Methods: We have designed candidate vaccines that encompass the common features of present day viruses through reconstruction of their ancestral states. The ancestral state of the HIV-1 clade B protein (An1-EnvB) was deduced using maximum likelihood methods, and the gene was synthesized following human codon usage optimization. gp160 and gp140 versions of the gene were tested for functionality in transfected COS-7 and GHOST cells. An1-EnvB DNA was used to immunize rabbits via Gene Gun and tested for generation of neutralizing antibodies against a variety of primary and culture-adapted HIV strains in a cMAGI assay.

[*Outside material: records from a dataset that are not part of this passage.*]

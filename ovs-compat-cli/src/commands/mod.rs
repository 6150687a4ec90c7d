pub mod clock;
pub mod dirs;
pub mod log;
pub mod pair;
pub mod process;
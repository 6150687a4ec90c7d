//! Error types for ovs-compat-process.

use std::io;

use thiserror::Error;

use crate::Pid;

/// All errors that can arise from process control.
#[derive(Debug, Error)]
pub enum ProcessError {
    /// Only `0` (probe), `SIGABRT` and `SIGKILL` are deliverable.
    #[error("signal {0} is not supported; only 0, SIGABRT and SIGKILL can be delivered")]
    UnsupportedSignal(i32),

    /// Process-group and "every process" targets have no equivalent here.
    #[error("process id {0} does not name a single process")]
    InvalidPid(Pid),

    /// The process exists but refused the request.
    #[error("process {pid} is not accessible: {source}")]
    Inaccessible {
        pid: Pid,
        #[source]
        source: io::Error,
    },

    /// Wait option bits outside `WNOHANG | WUNTRACED`.
    #[error("unsupported wait options {0:#x}")]
    InvalidOptions(i32),

    /// No live process with this id.
    #[error("no such process: {0}")]
    NotFound(Pid),

    /// The id is not a waitable child of the caller, or is an "any child" sentinel.
    #[error("no such child: {0}")]
    NoSuchChild(Pid),

    /// The operation has no honest emulation on this host.
    #[error("{0} is not implemented")]
    NotImplemented(&'static str),

    /// Any other host failure, with the failing call named.
    #[error("{op} failed: {source}")]
    Host {
        op: &'static str,
        #[source]
        source: io::Error,
    },
}

impl ProcessError {
    /// POSIX errno equivalent for callers that still speak errno.
    pub fn raw_os_error(&self) -> Option<i32> {
        match self {
            ProcessError::UnsupportedSignal(_)
            | ProcessError::InvalidPid(_)
            | ProcessError::InvalidOptions(_) => Some(libc::EINVAL),
            ProcessError::Inaccessible { source, .. } => source.raw_os_error().or(Some(libc::EPERM)),
            ProcessError::NotFound(_) => Some(libc::ESRCH),
            ProcessError::NoSuchChild(_) => Some(libc::ECHILD),
            ProcessError::NotImplemented(_) => Some(libc::ENOSYS),
            ProcessError::Host { source, .. } => source.raw_os_error(),
        }
    }

    /// Unsupported-or-invalid requests, as opposed to missing processes.
    pub fn is_unsupported(&self) -> bool {
        matches!(
            self,
            ProcessError::UnsupportedSignal(_)
                | ProcessError::InvalidPid(_)
                | ProcessError::Inaccessible { .. }
                | ProcessError::InvalidOptions(_)
                | ProcessError::NotImplemented(_)
        )
    }
}

pub(crate) fn host_err(op: &'static str, source: io::Error) -> ProcessError {
    ProcessError::Host { op, source }
}
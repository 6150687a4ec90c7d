//! Directory configuration.
//!
//! Six directory kinds resolve from `OVS_*` environment overrides or from
//! compiled defaults. Resolution happens once, when a [`Directories`] value
//! is built at startup; the value is immutable afterwards and is handed to
//! whatever needs a path.
//!
//! # API pattern
//!
//! - [`Directories::resolve_with`]: explicit defaults and variable lookup;
//!   used in tests so they never touch the process environment
//! - [`Directories::from_env`]: documented defaults + `std::env::var_os`
//!
//! # Database directory
//!
//! ```text
//! OVS_DBDIR (non-empty)        → used verbatim
//! else OVS_SYSCONFDIR (set)    → $OVS_SYSCONFDIR/openvswitch
//! else                         → compiled database default
//! ```
//!
//! The middle step reads the *variable*, not the resolved config directory,
//! so a custom config default never leaks into the database path. Being set
//! is enough there: an empty `OVS_SYSCONFDIR` yields `/openvswitch`.

use std::ffi::OsString;
use std::path::{Path, PathBuf};

use serde::Serialize;

use crate::types::{DirectoryKind, DirectorySource};
use crate::PRODUCT;

// ---------------------------------------------------------------------------
// 1. Compiled defaults
// ---------------------------------------------------------------------------

/// Compiled-in fallbacks, one per kind.
#[derive(Debug, Clone, PartialEq, Eq, Serialize)]
pub struct DirectoryDefaults {
    pub sysconfdir: PathBuf,
    pub pkgdatadir: PathBuf,
    pub rundir: PathBuf,
    pub logdir: PathBuf,
    pub dbdir: PathBuf,
    pub bindir: PathBuf,
}

impl DirectoryDefaults {
    /// Defaults laid out under an install prefix, e.g. `/usr/local` or `/opt/ovs`.
    pub fn with_prefix(prefix: impl AsRef<Path>) -> Self {
        let prefix = prefix.as_ref();
        Self {
            sysconfdir: prefix.join("etc"),
            pkgdatadir: prefix.join("share").join(PRODUCT),
            rundir: prefix.join("var").join("run").join(PRODUCT),
            logdir: prefix.join("var").join("log").join(PRODUCT),
            dbdir: prefix.join("etc").join(PRODUCT),
            bindir: prefix.join("bin"),
        }
    }

    pub fn get(&self, kind: DirectoryKind) -> &Path {
        match kind {
            DirectoryKind::Config => &self.sysconfdir,
            DirectoryKind::SharedData => &self.pkgdatadir,
            DirectoryKind::Run => &self.rundir,
            DirectoryKind::Log => &self.logdir,
            DirectoryKind::Database => &self.dbdir,
            DirectoryKind::Binary => &self.bindir,
        }
    }
}

impl Default for DirectoryDefaults {
    fn default() -> Self {
        Self::with_prefix("/usr/local")
    }
}

// ---------------------------------------------------------------------------
// 2. Resolved entries
// ---------------------------------------------------------------------------

/// One resolved directory.
#[derive(Debug, Clone, PartialEq, Eq, Serialize)]
pub struct DirectoryEntry {
    pub kind: DirectoryKind,
    pub value: PathBuf,
    pub default: PathBuf,
    pub override_var: &'static str,
    pub source: DirectorySource,
}

/// Immutable snapshot of every directory kind.
#[derive(Debug, Clone, PartialEq, Eq, Serialize)]
pub struct Directories {
    entries: [DirectoryEntry; 6],
}

impl Directories {
    /// Resolve against the process environment and the documented defaults.
    pub fn from_env() -> Self {
        Self::resolve_with(&DirectoryDefaults::default(), |name| std::env::var_os(name))
    }

    /// Resolve every kind exactly once using `lookup` for variable values.
    ///
    /// Empty values count as unset, except for the `OVS_SYSCONFDIR` step of
    /// the database chain, where any set value is used.
    pub fn resolve_with<F>(defaults: &DirectoryDefaults, lookup: F) -> Self
    where
        F: Fn(&str) -> Option<OsString>,
    {
        let non_empty = |name: &str| lookup(name).filter(|value| !value.is_empty());
        let entries = DirectoryKind::ALL.map(|kind| {
            let default = defaults.get(kind).to_path_buf();
            let (value, source) = match non_empty(kind.env_var()) {
                Some(value) => (PathBuf::from(value), DirectorySource::Override),
                None if kind == DirectoryKind::Database => {
                    match lookup(DirectoryKind::Config.env_var()) {
                        Some(sysconf) => (derive_dbdir(sysconf), DirectorySource::Derived),
                        None => (default.clone(), DirectorySource::Default),
                    }
                }
                None => (default.clone(), DirectorySource::Default),
            };
            tracing::debug!(%kind, path = %value.display(), %source, "directory resolved");
            DirectoryEntry {
                kind,
                value,
                default,
                override_var: kind.env_var(),
                source,
            }
        });
        Self { entries }
    }

    pub fn get(&self, kind: DirectoryKind) -> &Path {
        &self.entry(kind).value
    }

    pub fn entry(&self, kind: DirectoryKind) -> &DirectoryEntry {
        &self.entries[kind.index()]
    }

    pub fn entries(&self) -> &[DirectoryEntry] {
        &self.entries
    }

    pub fn sysconfdir(&self) -> &Path {
        self.get(DirectoryKind::Config)
    }

    pub fn pkgdatadir(&self) -> &Path {
        self.get(DirectoryKind::SharedData)
    }

    pub fn rundir(&self) -> &Path {
        self.get(DirectoryKind::Run)
    }

    pub fn logdir(&self) -> &Path {
        self.get(DirectoryKind::Log)
    }

    pub fn dbdir(&self) -> &Path {
        self.get(DirectoryKind::Database)
    }

    pub fn bindir(&self) -> &Path {
        self.get(DirectoryKind::Binary)
    }
}

/// `<sysconf>/openvswitch`, joined textually.
fn derive_dbdir(sysconf: OsString) -> PathBuf {
    let mut path = sysconf;
    path.push("/");
    path.push(PRODUCT);
    PathBuf::from(path)
}

impl Default for Directories {
    /// Every kind at its documented default, ignoring the environment.
    fn default() -> Self {
        Self::resolve_with(&DirectoryDefaults::default(), |_| None)
    }
}
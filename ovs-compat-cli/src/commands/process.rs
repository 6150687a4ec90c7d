//! `ovs-compat signal | wait | run`: narrowed process control.

use std::process::Command;
use std::time::Duration;

use anyhow::{bail, Context, Result};
use clap::Args;
use colored::Colorize;

use ovs_compat_core::Clocks;
use ovs_compat_process::{
    exit_status, signal, spawn, term_signal, wait, Pid, SignalKind, WaitOptions,
};

/// Arguments for `ovs-compat signal`.
#[derive(Args, Debug)]
pub struct SignalArgs {
    /// Target process id.
    #[arg(allow_negative_numbers = true)]
    pub pid: Pid,

    /// Signal number: 0 probes, SIGABRT (6) or SIGKILL (9) terminates.
    pub signo: i32,
}

impl SignalArgs {
    pub fn run(self) -> Result<()> {
        signal(self.pid, self.signo)
            .with_context(|| format!("signal {} to process {} failed", self.signo, self.pid))?;
        match SignalKind::classify(self.signo) {
            Ok(SignalKind::Probe) => println!("process {} exists", self.pid),
            _ => println!("process {} terminated", self.pid),
        }
        Ok(())
    }
}

/// Arguments for `ovs-compat wait`.
///
/// Only children of this command are waitable, so on its own this mostly
/// reports that `pid` is not a child.
#[derive(Args, Debug)]
pub struct WaitArgs {
    /// Child process id.
    #[arg(allow_negative_numbers = true)]
    pub pid: Pid,

    /// Return immediately if the child is still running.
    #[arg(long)]
    pub nohang: bool,
}

impl WaitArgs {
    pub fn run(self) -> Result<()> {
        let options = if self.nohang {
            WaitOptions::NOHANG
        } else {
            WaitOptions::empty()
        };
        let mut status = 0;
        let reaped = wait(self.pid, Some(&mut status), options.bits())
            .with_context(|| format!("wait for process {} failed", self.pid))?;
        if reaped == 0 {
            println!("process {} still running", self.pid);
        } else {
            println!("process {reaped} {}", describe(status));
        }
        Ok(())
    }
}

/// Arguments for `ovs-compat run`.
#[derive(Args, Debug)]
pub struct RunArgs {
    /// Send SIGKILL after this many milliseconds if still running.
    #[arg(long)]
    pub kill_after_ms: Option<u64>,

    /// Program and its arguments.
    #[arg(required = true, trailing_var_arg = true, allow_hyphen_values = true)]
    pub command: Vec<String>,
}

impl RunArgs {
    pub fn run(self) -> Result<()> {
        let Some((program, args)) = self.command.split_first() else {
            bail!("no program given");
        };
        let pid = spawn(Command::new(program).args(args))
            .with_context(|| format!("failed to start '{program}'"))?;
        tracing::info!(pid, program = %program, "started");

        if let Some(ms) = self.kill_after_ms {
            Clocks::new()
                .sleep(Duration::from_millis(ms), false)
                .context("sleep before kill failed")?;
            let mut status = 0;
            let still_running = wait(pid, Some(&mut status), WaitOptions::NOHANG.bits())
                .with_context(|| format!("status check for process {pid} failed"))?
                == 0;
            if !still_running {
                println!("process {pid} {}", describe(status));
                return Ok(());
            }
            signal(pid, libc::SIGKILL)
                .with_context(|| format!("failed to terminate process {pid}"))?;
        }

        let mut status = 0;
        wait(pid, Some(&mut status), 0).with_context(|| format!("wait for process {pid} failed"))?;
        println!("process {pid} {}", describe(status));
        Ok(())
    }
}

fn describe(status: i32) -> String {
    if let Some(code) = exit_status(status) {
        let text = format!("exited with status {code}");
        return if code == 0 {
            text.green().to_string()
        } else {
            text.yellow().to_string()
        };
    }
    if let Some(signo) = term_signal(status) {
        return format!("killed by signal {signo}").red().to_string();
    }
    if libc::WIFSTOPPED(status) {
        return format!("stopped by signal {}", libc::WSTOPSIG(status));
    }
    format!("changed state (status {status:#x})")
}
//! Blocking wait for a child to exit.

use bitflags::bitflags;

use crate::error::ProcessError;
use crate::handle::{ChildState, ProcessHandle};
use crate::Pid;

bitflags! {
    /// The only option bits [`wait`] accepts.
    #[derive(Debug, Clone, Copy, PartialEq, Eq, Hash, Default)]
    pub struct WaitOptions: i32 {
        /// Return `0` instead of blocking when the child is still running.
        const NOHANG = libc::WNOHANG;
        /// Also report a child that stopped.
        const UNTRACED = libc::WUNTRACED;
    }
}

/// Wait for `pid` and return it once the child has changed state.
///
/// The status word is written only when `status` is `Some`. With
/// [`WaitOptions::NOHANG`] and the child still running the result is `0`
/// and nothing is written.
///
/// `pid <= 0` (any child, or a process group) fails with
/// [`ProcessError::NoSuchChild`]: the host keeps no parent/child tree to
/// search. A pid that exists but is not the caller's child fails the same
/// way, without blocking.
pub fn wait(pid: Pid, status: Option<&mut i32>, options: i32) -> Result<Pid, ProcessError> {
    let options = WaitOptions::from_bits(options).ok_or(ProcessError::InvalidOptions(options))?;
    if pid <= 0 {
        return Err(ProcessError::NoSuchChild(pid));
    }

    let handle = match ProcessHandle::open(pid) {
        Ok(handle) => handle,
        Err(ProcessError::NotFound(_)) => return Err(ProcessError::NoSuchChild(pid)),
        Err(err) => return Err(err),
    };

    let mut flags = libc::WEXITED;
    if options.contains(WaitOptions::UNTRACED) {
        flags |= libc::WSTOPPED;
    }

    // Non-reaping, non-blocking look first: rejects non-children without
    // hanging and answers NOHANG.
    let peek = handle.wait(flags | libc::WNOHANG | libc::WNOWAIT)?;
    if peek == ChildState::Running && options.contains(WaitOptions::NOHANG) {
        return Ok(0);
    }

    let state = handle.wait(flags)?;
    let ChildState::Changed(word) = state else {
        return Err(ProcessError::NoSuchChild(pid));
    };
    if let Some(out) = status {
        *out = word;
    }
    tracing::debug!(pid, status = word, "child collected");
    Ok(handle.pid())
}

/// Exit code of a child that exited normally.
pub fn exit_status(status: i32) -> Option<i32> {
    libc::WIFEXITED(status).then(|| libc::WEXITSTATUS(status))
}

/// Signal that terminated a child, if any.
pub fn term_signal(status: i32) -> Option<i32> {
    libc::WIFSIGNALED(status).then(|| libc::WTERMSIG(status))
}

#[cfg(test)]
mod tests {
    use super::*;
    use rstest::rstest;

    #[rstest]
    #[case(libc::WCONTINUED)]
    #[case(libc::WNOWAIT)]
    #[case(0x4000_0000)]
    #[case(-1)]
    fn option_bits_outside_allowed_set_are_rejected(#[case] bits: i32) {
        let mut status = 12345;
        // Our own pid is never our child, so a blocking wait would fail anyway;
        // the point is that validation comes first.
        let err = wait(std::process::id() as Pid, Some(&mut status), bits).unwrap_err();
        assert!(matches!(err, ProcessError::InvalidOptions(b) if b == bits), "got: {err}");
        assert_eq!(status, 12345, "status must be untouched on error");
    }

    #[rstest]
    #[case(0)]
    #[case(-1)]
    #[case(-1234)]
    fn any_child_sentinels_are_not_supported(#[case] pid: Pid) {
        let err = wait(pid, None, 0).unwrap_err();
        assert!(matches!(err, ProcessError::NoSuchChild(p) if p == pid));
        assert_eq!(err.raw_os_error(), Some(libc::ECHILD));
    }

    #[test]
    fn decoders_reject_the_other_shape() {
        let exited = 7 << 8;
        assert_eq!(exit_status(exited), Some(7));
        assert_eq!(term_signal(exited), None);
        let killed = libc::SIGKILL;
        assert_eq!(exit_status(killed), None);
        assert_eq!(term_signal(killed), Some(libc::SIGKILL));
    }
}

Results: The human-codon optimized synthetic ancestral An1-EnvB gene was shown to produce a glycoprotein that caused fusion of cells expressing the HIV-1 co-receptors CD4 and CCR5, but not CD4 plus CXCR4. The gp140 form bound to CD4 in vitro. As DNA vaccines, An1-EnvB gp140 and gp160 elicited antibody titers in rabbits up to 1:100,000. We measured neutralizing antibody against 2 clade B HIV-1 isolates, SF162 and 92US657, which are heterologous to the immunogen. After 4 immunizations, 50% neutralization titers against the SF162 strain ranged from 1:5 to 1:11 in 6 of 8 rabbits. Three (3) of those animals had titers of 1:4 at the 75% neutralization level. Neutralization against the primary viral isolate 92US657 was also seen in 2 animals at 50% and 90%.
Conclusions: Presentation of ancestral state features of variable immunogens provides a promising new approach to strain choice for the generation of HIV vaccines.